A report and a doctor
Sometimes I had hoped to get to hear a sitting
dealing with the report of the nursing staff. Now I
had this opportunity. It became also a moment of
disappointment. In mental hospitals there seems to
be used the point system of Ojanen & Sariola,
applied at least, based on the dog experiments of
psychologist Pavlov. Roughly speaking you’ll get
minus points as a result of bad acts and plus points
of good acts.
It felt bad that only symptoms were taken into
consideration and it felt absolutely senseless that
the behaviour of a patient was anticipated like
this: “I wonder what she’ll do now when looking out
so restless.” This is called ‘provoking’.
For that day no doctor of the hospital was used
there but one had been borrowed from the health
centre. He met two patients under spontaneous
medical treatment.

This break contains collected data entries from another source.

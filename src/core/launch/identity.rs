// ─── Player Identity ───
// Online username→UUID lookup with a deterministic offline fallback.

use std::time::Duration;

use serde::Deserialize;
use tracing::warn;
use uuid::Uuid;

use crate::core::error::{LauncherError, LauncherResult};

const PROFILE_URL: &str = "https://api.mojang.com/users/profiles/minecraft";

/// Short timeout: the lookup has a safe offline fallback, so a slow
/// identity service must not stall the launch.
const LOOKUP_TIMEOUT: Duration = Duration::from_secs(5);

#[derive(Debug, Deserialize)]
struct ProfileResponse {
    id: String,
}

/// Resolve the player's UUID. Any lookup failure (network, non-200,
/// timeout, unparsable body) degrades to the offline derivation and is
/// logged only — it never blocks the launch.
pub async fn resolve_identity(client: &reqwest::Client, username: &str) -> Uuid {
    match lookup_online(client, username).await {
        Ok(uuid) => uuid,
        Err(err) => {
            warn!("Identity lookup degraded for {username}: {err}; using offline UUID");
            offline_uuid(username)
        }
    }
}

async fn lookup_online(client: &reqwest::Client, username: &str) -> LauncherResult<Uuid> {
    let request = client.get(format!("{PROFILE_URL}/{username}")).send();
    let response = tokio::time::timeout(LOOKUP_TIMEOUT, request)
        .await
        .map_err(|_| LauncherError::Other("Identity lookup timed out".into()))??;

    let status = response.status();
    if !status.is_success() {
        return Err(LauncherError::DownloadFailed {
            url: format!("{PROFILE_URL}/{username}"),
            status: status.as_u16(),
        });
    }

    let profile: ProfileResponse = response.json().await?;
    Uuid::parse_str(&profile.id)
        .map_err(|err| LauncherError::Other(format!("Malformed profile id: {err}")))
}

/// Deterministic pseudo-identity for offline play: a v3 namespace UUID
/// over `"OfflinePlayer:" + username`. Must be reproducible byte-for-byte
/// across runs so per-player save data keeps its association.
pub fn offline_uuid(username: &str) -> Uuid {
    Uuid::new_v3(
        &Uuid::NAMESPACE_URL,
        format!("OfflinePlayer:{username}").as_bytes(),
    )
}
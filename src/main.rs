use tracing::{error, info};
use tracing_subscriber::EnvFilter;

use nocturne::app::{self, Launcher};
use nocturne::core::cli::LauncherArgs;
use nocturne::core::error::LauncherResult;
use nocturne::core::http::build_http_client;
use nocturne::core::paths::{runtime_paths, wipe_tmp_dir};
use nocturne::core::updater::{relaunch_main, UpdateOutcome};

#[tokio::main]
async fn main() {
    tracing_subscriber::fmt()
        .with_env_filter(
            EnvFilter::try_from_default_env()
                .unwrap_or_else(|_| EnvFilter::new("info,nocturne=debug")),
        )
        .init();

    let args = LauncherArgs::from_env();
    info!("Nocturne launcher starting... {args:?}");

    if let Err(err) = run(&args).await {
        // Last-resort catch-all: persist a crash report before exiting.
        let report = write_crash_log(&err);
        match report {
            Some(path) => error!("Fatal error: {err} (crash log: {})", path.display()),
            None => error!("Fatal error: {err}"),
        }
        std::process::exit(1);
    }
}

async fn run(args: &LauncherArgs) -> LauncherResult<()> {
    let paths = runtime_paths()?;
    wipe_tmp_dir(paths)?;

    if !args.launcher {
        let client = build_http_client()?;
        match app::run_self_update(&client, args).await? {
            UpdateOutcome::Applied { version } => {
                info!("Updated to {version}, relaunching");
                relaunch_main(&version)?;
                return Ok(());
            }
            UpdateOutcome::Elevating => return Ok(()),
            UpdateOutcome::UpToDate | UpdateOutcome::Skipped(_) => {}
        }
    }

    let launcher = Launcher::new(paths)?;
    launcher.run_launch_flow().await
}

fn write_crash_log(err: &nocturne::core::error::LauncherError) -> Option<std::path::PathBuf> {
    let paths = runtime_paths().ok()?;
    let log_dir = paths.crash_log_dir();
    std::fs::create_dir_all(&log_dir).ok()?;

    let stamp = chrono::Utc::now().format("%Y%m%d-%H%M%S");
    let path = log_dir.join(format!("crash_{stamp}.log"));
    std::fs::write(&path, format!("{err:#?}\n\n{err}")).ok()?;
    Some(path)
}
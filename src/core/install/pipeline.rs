// ─── Install Pipeline ───
// One cancellable install job at a time. Cancellation is cooperative: a
// flag checked at every file-progress callback aborts the backend's
// transfer with a distinguishable signal.

use std::path::PathBuf;
use std::sync::atomic::{AtomicBool, Ordering};
use std::sync::{Arc, Mutex};

use tokio::task::JoinHandle;
use tracing::{error, info, warn};

use crate::core::error::{LauncherError, LauncherResult};
use crate::core::install::backend::{InstallBackend, InstallObserver};

/// Handle to a running install job. Cancelling is a request; completion
/// is acknowledged through the observer's `on_done`.
pub struct InstallHandle {
    version_id: String,
    cancelled: Arc<AtomicBool>,
    task: JoinHandle<()>,
}

impl InstallHandle {
    pub fn version_id(&self) -> &str {
        &self.version_id
    }

    pub fn cancel(&self) {
        self.cancelled.store(true, Ordering::SeqCst);
    }

    pub fn is_cancelled(&self) -> bool {
        self.cancelled.load(Ordering::SeqCst)
    }

    /// Wait until the job reached its terminal callback.
    pub async fn finished(self) {
        let _ = self.task.await;
    }
}

pub struct InstallPipeline {
    backend: Arc<dyn InstallBackend>,
    active: Arc<Mutex<Option<String>>>,
}

impl InstallPipeline {
    pub fn new(backend: Arc<dyn InstallBackend>) -> Self {
        Self {
            backend,
            active: Arc::new(Mutex::new(None)),
        }
    }

    pub fn is_busy(&self) -> bool {
        self.active.lock().expect("pipeline lock poisoned").is_some()
    }

    /// Start an install job. Fails with `InstallBusy` while another job
    /// is active; the caller cancels that one and awaits its `on_done`
    /// before retrying — the pipeline never queues.
    pub fn start(
        &self,
        version_id: &str,
        target_dir: PathBuf,
        observer: Arc<dyn InstallObserver>,
    ) -> LauncherResult<InstallHandle> {
        {
            let mut active = self.active.lock().expect("pipeline lock poisoned");
            if let Some(running) = active.as_deref() {
                warn!("Install of {running} still active, rejecting {version_id}");
                return Err(LauncherError::InstallBusy);
            }
            *active = Some(version_id.to_string());
        }

        let cancelled = Arc::new(AtomicBool::new(false));
        let backend = Arc::clone(&self.backend);
        let active = Arc::clone(&self.active);
        let job_version = version_id.to_string();
        let job_cancelled = Arc::clone(&cancelled);

        let task = tokio::spawn(async move {
            let guarded = CancelAwareObserver {
                inner: Arc::clone(&observer),
                cancelled: Arc::clone(&job_cancelled),
            };

            let result = backend
                .install_version(&job_version, &target_dir, &guarded)
                .await;

            active.lock().expect("pipeline lock poisoned").take();

            match result {
                Ok(()) if job_cancelled.load(Ordering::SeqCst) => {
                    info!("Install of {job_version} cancelled after completion");
                    observer.on_done(false);
                }
                Ok(()) => observer.on_done(true),
                Err(LauncherError::InstallCancelled) => {
                    info!("Install of {job_version} cancelled");
                    observer.on_done(false);
                }
                Err(err) => {
                    error!("Install of {job_version} failed: {err}");
                    observer.on_status(&format!("Install failed: {err}"));
                    observer.on_done(false);
                }
            }
        });

        Ok(InstallHandle {
            version_id: version_id.to_string(),
            cancelled,
            task,
        })
    }

    pub fn cancel(&self, handle: &InstallHandle) {
        handle.cancel();
    }
}

/// Observer wrapper that turns the cancellation flag into an abort at the
/// next file-progress callback.
struct CancelAwareObserver {
    inner: Arc<dyn InstallObserver>,
    cancelled: Arc<AtomicBool>,
}

impl InstallObserver for CancelAwareObserver {
    fn on_status(&self, text: &str) {
        self.inner.on_status(text);
    }

    fn on_progress(&self, current: u32, max: u32) {
        self.inner.on_progress(current, max);
    }

    fn on_file_progress(
        &self,
        name: &str,
        current: u64,
        total: Option<u64>,
        rate: f64,
    ) -> LauncherResult<()> {
        if self.cancelled.load(Ordering::SeqCst) {
            return Err(LauncherError::InstallCancelled);
        }
        self.inner.on_file_progress(name, current, total, rate)
    }

    fn on_done(&self, success: bool) {
        self.inner.on_done(success);
    }
}
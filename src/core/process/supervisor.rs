// ─── Process Supervisor ───
// Spawns the game, streams its combined output line-by-line, reaps it
// with a bounded grace period and classifies how it ended.

use std::io::{BufRead, BufReader as StdBufReader, Read};
use std::path::{Path, PathBuf};
use std::process::{Command, Stdio};
use std::sync::atomic::{AtomicBool, Ordering};
use std::sync::{Arc, Mutex};
use std::time::{Duration, Instant};

use tokio::sync::mpsc::UnboundedSender;
use tracing::{info, warn};

use crate::core::error::{LauncherError, LauncherResult};
use crate::core::process::classify::{
    classify_termination, locate_crash_report, Termination,
};

/// Window after the output stream closes before the child is force
/// killed.
const EXIT_GRACE: Duration = Duration::from_secs(2);

#[derive(Debug)]
pub enum GameEvent {
    /// One line of combined stdout/stderr, lossily decoded.
    Log(String),
    /// Emitted before `Exited` when the termination classified as a
    /// crash. `report` is best-effort and may be absent.
    Crashed {
        exit_code: Option<i32>,
        report: Option<PathBuf>,
    },
    Exited {
        termination: Termination,
        exit_code: Option<i32>,
    },
}

/// Handle to the running game. Killing through it marks the termination
/// as user-initiated so no crash analysis runs.
pub struct GameHandle {
    pid: u32,
    killed_by_user: Arc<AtomicBool>,
}

impl GameHandle {
    pub fn pid(&self) -> u32 {
        self.pid
    }

    pub fn kill(&self) -> LauncherResult<()> {
        self.killed_by_user.store(true, Ordering::SeqCst);
        kill_process(self.pid)
    }
}

#[derive(Default)]
pub struct ProcessSupervisor {
    active: Arc<Mutex<Option<u32>>>,
}

impl ProcessSupervisor {
    pub fn new() -> Self {
        Self::default()
    }

    pub fn is_running(&self) -> bool {
        self.active.lock().expect("supervisor lock poisoned").is_some()
    }

    /// Spawn `argv` with the game directory as working directory and
    /// supervise it until exit. Events arrive on `events`; the returned
    /// handle outlives the process and is safe to kill through at any
    /// point. One game at a time.
    pub fn spawn(
        &self,
        argv: &[String],
        game_dir: &Path,
        events: UnboundedSender<GameEvent>,
    ) -> LauncherResult<GameHandle> {
        let (program, args) = argv
            .split_first()
            .ok_or_else(|| LauncherError::ProcessSpawn("Empty launch command".into()))?;

        {
            let mut active = self.active.lock().expect("supervisor lock poisoned");
            if active.is_some() {
                return Err(LauncherError::GameRunning);
            }
            // Reserved below once the pid is known; the lock spans the
            // spawn so two launches cannot race past the check.
            let mut cmd = Command::new(effective_program(program));
            cmd.args(args)
                .current_dir(game_dir)
                .stdout(Stdio::piped())
                .stderr(Stdio::piped());
            configure_platform_spawn(&mut cmd);

            let mut child = cmd
                .spawn()
                .map_err(|err| LauncherError::ProcessSpawn(err.to_string()))?;
            let pid = child.id();
            *active = Some(pid);
            info!("Game process started (pid {pid})");

            let killed_by_user = Arc::new(AtomicBool::new(false));
            let log_buffer: Arc<Mutex<Vec<String>>> = Arc::new(Mutex::new(Vec::new()));

            let stdout_task = child
                .stdout
                .take()
                .map(|out| spawn_reader(out, Arc::clone(&log_buffer), events.clone()));
            let stderr_task = child
                .stderr
                .take()
                .map(|err| spawn_reader(err, Arc::clone(&log_buffer), events.clone()));

            let monitor_killed = Arc::clone(&killed_by_user);
            let monitor_active = Arc::clone(&self.active);
            let monitor_game_dir = game_dir.to_path_buf();
            tokio::spawn(async move {
                if let Some(task) = stdout_task {
                    let _ = task.await;
                }
                if let Some(task) = stderr_task {
                    let _ = task.await;
                }

                let exit_code = tokio::task::spawn_blocking(move || reap(child))
                    .await
                    .unwrap_or(None);

                let log = log_buffer.lock().expect("log buffer poisoned").clone();
                let killed = monitor_killed.load(Ordering::SeqCst);
                let termination = classify_termination(&log, killed, exit_code);

                if termination == Termination::Crashed {
                    let report = locate_crash_report(&log, &monitor_game_dir);
                    let _ = events.send(GameEvent::Crashed { exit_code, report });
                }

                monitor_active
                    .lock()
                    .expect("supervisor lock poisoned")
                    .take();
                info!("Game process exited: {termination:?} (code {exit_code:?})");
                let _ = events.send(GameEvent::Exited {
                    termination,
                    exit_code,
                });
            });

            Ok(GameHandle {
                pid,
                killed_by_user,
            })
        }
    }
}

/// Line reader for one output pipe. Invalid UTF-8 is replaced, never
/// fatal; lines land in the shared buffer and the event stream.
fn spawn_reader<R>(
    stream: R,
    buffer: Arc<Mutex<Vec<String>>>,
    events: UnboundedSender<GameEvent>,
) -> tokio::task::JoinHandle<()>
where
    R: Read + Send + 'static,
{
    tokio::task::spawn_blocking(move || {
        let mut reader = StdBufReader::new(stream);
        let mut raw = Vec::new();
        loop {
            raw.clear();
            match reader.read_until(b'\n', &mut raw) {
                Ok(0) | Err(_) => break,
                Ok(_) => {
                    let line = String::from_utf8_lossy(&raw).trim_end().to_string();
                    buffer.lock().expect("log buffer poisoned").push(line.clone());
                    let _ = events.send(GameEvent::Log(line));
                }
            }
        }
    })
}

/// Wait for exit with a bounded grace period, then force kill.
fn reap(mut child: std::process::Child) -> Option<i32> {
    let deadline = Instant::now() + EXIT_GRACE;
    loop {
        match child.try_wait() {
            Ok(Some(status)) => return status.code(),
            Ok(None) => {
                if Instant::now() >= deadline {
                    break;
                }
                std::thread::sleep(Duration::from_millis(50));
            }
            Err(err) => {
                warn!("Could not poll game process: {err}");
                break;
            }
        }
    }

    warn!("Game process did not terminate in time, force killing");
    let _ = child.kill();
    child.wait().ok().and_then(|status| status.code())
}

/// Swap the console Java for the windowed variant when it exists so no
/// console window appears alongside the game.
fn effective_program(program: &str) -> String {
    if cfg!(target_os = "windows") && program.ends_with("java.exe") {
        let windowed = format!("{}w.exe", program.trim_end_matches(".exe"));
        if Path::new(&windowed).exists() {
            return windowed;
        }
    }
    program.to_string()
}

fn configure_platform_spawn(cmd: &mut Command) {
    #[cfg(target_os = "windows")]
    {
        use std::os::windows::process::CommandExt;
        const CREATE_NO_WINDOW: u32 = 0x0800_0000;
        cmd.creation_flags(CREATE_NO_WINDOW);
    }
    #[cfg(not(target_os = "windows"))]
    {
        let _ = cmd;
    }
}

/// Kill by pid: hard on Windows, SIGTERM with a SIGKILL escalation
/// elsewhere.
fn kill_process(pid: u32) -> LauncherResult<()> {
    #[cfg(target_os = "windows")]
    {
        let status = Command::new("taskkill")
            .args(["/PID", &pid.to_string(), "/T", "/F"])
            .status()
            .map_err(|e| LauncherError::Other(format!("Could not kill process {pid}: {e}")))?;

        if !status.success() {
            return Err(LauncherError::Other(format!(
                "taskkill for {pid} returned {:?}",
                status.code()
            )));
        }
        Ok(())
    }

    #[cfg(not(target_os = "windows"))]
    {
        let graceful = Command::new("kill")
            .args(["-15", &pid.to_string()])
            .status()
            .map_err(|e| LauncherError::Other(format!("Could not signal {pid}: {e}")))?;

        if graceful.success() {
            std::thread::sleep(Duration::from_millis(300));
            let check = Command::new("kill").args(["-0", &pid.to_string()]).status();
            if matches!(check, Ok(status) if !status.success()) {
                return Ok(());
            }
        }

        let force = Command::new("kill")
            .args(["-9", &pid.to_string()])
            .status()
            .map_err(|e| LauncherError::Other(format!("Could not kill process {pid}: {e}")))?;

        if !force.success() {
            return Err(LauncherError::Other(format!(
                "kill -9 for {pid} returned {:?}",
                force.code()
            )));
        }
        Ok(())
    }
}

#[cfg(test)]
mod tests {
    use super::*;

    async fn run_to_exit(
        argv: &[&str],
        kill_after_first_line: bool,
    ) -> (Vec<String>, Vec<GameEvent>) {
        let dir = tempfile::tempdir().unwrap();
        let supervisor = ProcessSupervisor::new();
        let (tx, mut rx) = tokio::sync::mpsc::unbounded_channel();

        let argv: Vec<String> = argv.iter().map(|s| s.to_string()).collect();
        let handle = supervisor.spawn(&argv, dir.path(), tx).unwrap();
        assert!(supervisor.is_running());

        let mut logs = Vec::new();
        let mut terminal = Vec::new();
        while let Some(event) = rx.recv().await {
            match event {
                GameEvent::Log(line) => {
                    if kill_after_first_line && logs.is_empty() {
                        handle.kill().unwrap();
                    }
                    logs.push(line);
                }
                GameEvent::Exited { .. } => {
                    terminal.push(event);
                    break;
                }
                other => terminal.push(other),
            }
        }

        assert!(!supervisor.is_running());
        (logs, terminal)
    }

    #[cfg(unix)]
    #[tokio::test]
    async fn clean_shutdown_marker_classifies_finished() {
        let (logs, terminal) = run_to_exit(&["sh", "-c", "echo 'Stopping!'"], false).await;

        assert!(logs.iter().any(|l| l.contains("Stopping!")));
        assert_eq!(terminal.len(), 1);
        assert!(matches!(
            terminal[0],
            GameEvent::Exited {
                termination: Termination::Finished,
                ..
            }
        ));
    }

    #[cfg(unix)]
    #[tokio::test]
    async fn nonzero_exit_without_marker_emits_crash_event() {
        let (_, terminal) = run_to_exit(&["sh", "-c", "echo boom; exit 3"], false).await;

        assert_eq!(terminal.len(), 2);
        assert!(matches!(
            terminal[0],
            GameEvent::Crashed {
                exit_code: Some(3),
                report: None,
            }
        ));
        assert!(matches!(
            terminal[1],
            GameEvent::Exited {
                termination: Termination::Crashed,
                exit_code: Some(3),
            }
        ));
    }

    #[cfg(unix)]
    #[tokio::test]
    async fn user_kill_classifies_killed_without_crash_event() {
        let (_, terminal) =
            run_to_exit(&["sh", "-c", "echo started; exec sleep 30"], true).await;

        assert_eq!(terminal.len(), 1);
        assert!(matches!(
            terminal[0],
            GameEvent::Exited {
                termination: Termination::Killed,
                ..
            }
        ));
    }

    #[cfg(unix)]
    #[tokio::test]
    async fn second_spawn_is_rejected_while_running() {
        let dir = tempfile::tempdir().unwrap();
        let supervisor = ProcessSupervisor::new();
        let (tx, mut rx) = tokio::sync::mpsc::unbounded_channel();

        let argv = vec![
            "sh".to_string(),
            "-c".to_string(),
            "exec sleep 30".to_string(),
        ];
        let handle = supervisor.spawn(&argv, dir.path(), tx.clone()).unwrap();

        let second = supervisor.spawn(&argv, dir.path(), tx);
        assert!(matches!(second, Err(LauncherError::GameRunning)));

        handle.kill().unwrap();
        while let Some(event) = rx.recv().await {
            if matches!(event, GameEvent::Exited { .. }) {
                break;
            }
        }
        assert!(!supervisor.is_running());
    }

    #[test]
    fn empty_argv_is_rejected() {
        let supervisor = ProcessSupervisor::new();
        let (tx, _rx) = tokio::sync::mpsc::unbounded_channel();
        let result = supervisor.spawn(&[], Path::new("."), tx);
        assert!(matches!(result, Err(LauncherError::ProcessSpawn(_))));
    }
}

They were those girls I had met
before. I think they came out with flying colors of
a situation at times like a third degree
cross-examination.
I became sad when meeting a young maiden. Her way to
the hospital probably was endless and it had gone
through smelling at glue. The damage of brain cells
was irrevocable.
During the rest of the working day we were sitting
with the patients in a large lounge, conversing
there. The atmosphere was oppressive. Freedom was
behind the door. For getting there a patient had to
yield to the norms, sometimes very absurd, of the
hospital.
I said goodbye to the people of the ward. The
atmosphere was dispirited. During the last 15 years
no development had happened for improving the
treatment of patients of the isolation ward.
When hanging the white clothes of nurse to the
wardrobe I thought like this: “I wonder where the
organization Greenpeace for the protection of a
human being is staying; the organization which would
chain itself to the doorways or the walls of a
mental hospital, on behalf of patients.”